Понизив голос, Лиззи пересказала ему подробности дальнейшего плана действия. В следующую ночь попробуют пристать к берегу в ином месте: контрабандисты обычно заранее договаривались о трех возможных местах выгрузки, и если на судне увидели сигнал в первом из них, то есть в Рингсворте, как это произошло нынешней ночью, значит, на следующую ночь они попробуют пристать в Лалстэдской бухте; если и там будет опасно, на третью ночь попытают счастья в третьем месте, подальше к западу, за мысом.

— А если береговая охрана помешает и там? — спросил Стокдэйл. Интерес к захватывающим подробностям этой авантюры вытеснил в нем на миг огорчение по поводу той роли, которую играла в ней Лиззи.

— Тогда придется повременить, в нынешнее новолунье уже ничего не сделаешь. А может быть, они навяжут бочонки на канат, опустят в воду где-нибудь недалеко от берега и приметят место; когда выпадет случай, съездят и выловят их кошкой.

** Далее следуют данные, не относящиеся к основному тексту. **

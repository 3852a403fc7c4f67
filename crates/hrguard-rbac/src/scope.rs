//! Data scope resolution.
//!
//! A scope narrows which records a principal may see. It is resolved by a
//! strict priority chain; the first matching rule wins:
//!
//! 1. `canViewAllData` → [`Scope::Unrestricted`]
//! 2. department manager → [`Scope::DepartmentOnly`] for the department the
//!    directory assigns, or [`Scope::None`] if the lookup fails in any way
//! 3. `canManageOwnProfile` → [`Scope::SelfOnly`]
//! 4. otherwise → [`Scope::None`]

use std::fmt::{self, Display};
use std::time::Duration;

use hrguard_directory::{DepartmentDirectory, DirectoryError};
use hrguard_types::{DepartmentId, PrincipalId};
use serde::{Deserialize, Serialize};
use thiserror::Error;
use tracing::warn;

use crate::permissions::Permissions;
use crate::principal::Principal;
use crate::roles::Role;

/// Subset of records a principal's view is narrowed to.
#[derive(Debug, Clone, Copy, PartialEq, Eq, Hash, Serialize, Deserialize)]
#[serde(tag = "kind", content = "id", rename_all = "snake_case")]
pub enum Scope {
    /// Every record.
    Unrestricted,

    /// Records belonging to one department.
    DepartmentOnly(DepartmentId),

    /// Records owned by one principal.
    SelfOnly(PrincipalId),

    /// No records at all, not even counts.
    None,
}

impl Scope {
    /// Returns whether a record in `department` owned by `owner` is visible.
    pub fn permits(&self, department: DepartmentId, owner: PrincipalId) -> bool {
        match self {
            Scope::Unrestricted => true,
            Scope::DepartmentOnly(d) => *d == department,
            Scope::SelfOnly(p) => *p == owner,
            Scope::None => false,
        }
    }

    /// Returns true for [`Scope::None`].
    pub fn is_empty(&self) -> bool {
        matches!(self, Scope::None)
    }
}

impl Display for Scope {
    fn fmt(&self, f: &mut fmt::Formatter<'_>) -> fmt::Result {
        match self {
            Scope::Unrestricted => f.write_str("unrestricted"),
            Scope::DepartmentOnly(d) => write!(f, "department:{d}"),
            Scope::SelfOnly(p) => write!(f, "self:{p}"),
            Scope::None => f.write_str("none"),
        }
    }
}

/// Why a department manager's scope could not be resolved.
///
/// Every variant resolves to [`Scope::None`].
#[derive(Debug, Clone, PartialEq, Eq, Error)]
pub enum ScopeResolutionError {
    /// The directory has no department for this manager.
    #[error("no department found for manager {manager}")]
    NotFound { manager: PrincipalId },

    /// The directory did not answer in time.
    #[error("department lookup for manager {manager} timed out after {timeout:?}")]
    Timeout {
        manager: PrincipalId,
        timeout: Duration,
    },

    /// The directory failed.
    #[error("department lookup for manager {manager} failed: {reason}")]
    Unavailable { manager: PrincipalId, reason: String },
}

impl ScopeResolutionError {
    fn from_directory(manager: PrincipalId, err: DirectoryError) -> Self {
        match err {
            DirectoryError::NotFound(_) => Self::NotFound { manager },
            DirectoryError::Timeout { timeout, .. } => Self::Timeout { manager, timeout },
            DirectoryError::Unavailable(reason) => Self::Unavailable { manager, reason },
        }
    }
}

/// Logs a resolution failure and returns [`Scope::None`].
pub(crate) fn fail_closed(principal: &Principal, err: &ScopeResolutionError) -> Scope {
    warn!(
        principal = %principal.id,
        role = %principal.role,
        error = %err,
        "Scope resolution failed; denying all records"
    );
    Scope::None
}

/// Resolves scopes against a department directory.
#[derive(Debug, Clone)]
pub struct ScopeResolver<D> {
    directory: D,
}

impl<D: DepartmentDirectory> ScopeResolver<D> {
    pub fn new(directory: D) -> Self {
        Self { directory }
    }

    /// Resolves the scope for `principal` holding `permissions`.
    ///
    /// Lookup failures are logged and resolve to [`Scope::None`]; this never
    /// returns a wider scope than [`try_resolve`](Self::try_resolve) would.
    pub fn resolve(&self, principal: &Principal, permissions: &Permissions) -> Scope {
        self.try_resolve(principal, permissions)
            .unwrap_or_else(|err| fail_closed(principal, &err))
    }

    /// Resolves the scope, surfacing directory failures.
    pub fn try_resolve(
        &self,
        principal: &Principal,
        permissions: &Permissions,
    ) -> Result<Scope, ScopeResolutionError> {
        if permissions.can_view_all_data {
            return Ok(Scope::Unrestricted);
        }

        if principal.role == Role::DepartmentManager {
            return self
                .directory
                .department_of(principal.id)
                .map(Scope::DepartmentOnly)
                .map_err(|e| ScopeResolutionError::from_directory(principal.id, e));
        }

        if permissions.can_manage_own_profile {
            return Ok(Scope::SelfOnly(principal.id));
        }

        Ok(Scope::None)
    }
}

— Как это «кошкой»? Что это значит?

— А это значит — выедут в лодке и опустят кошку, то есть якорь, и будут возить им по дну, пока не подцепят канат.

Священник стоял, задумавшись; вокруг была тишина, если не считать тикания часов наверху и учащенного дыхания Лиззи, запыхавшейся отчасти от быстрой ходьбы, отчасти от волнения. В коридоре было не настолько темно, чтобы он не мог различить прижавшуюся к белой стене фигуру Лиззи в длинном пальто, брюках и широкополой шляпе, закрывавшей ее лицо.

— Все это очень дурно, Лиззи, — произнес он. — Разве вы забыли евангельское речение: «Воздай кесарево кесарю»? Ведь вам его, наверно, не раз читали еще в детстве?

— Он давно умер, — сказала она недовольно.

— Но смысл этих слов жив!

— И отец мой этим занимался, и дед, и почти все в Незер-Мойнтоне только тем и существуют; и жизнь без этого была бы такой скучной, что я бы тогда и жить не захотела.

— А я, конечно, ничто, и ради меня жить не стоит, — сказал он с горечью. — Вы не согласны бросить эти безумные затеи и жить только для меня?

— Так я об этом еще не думала!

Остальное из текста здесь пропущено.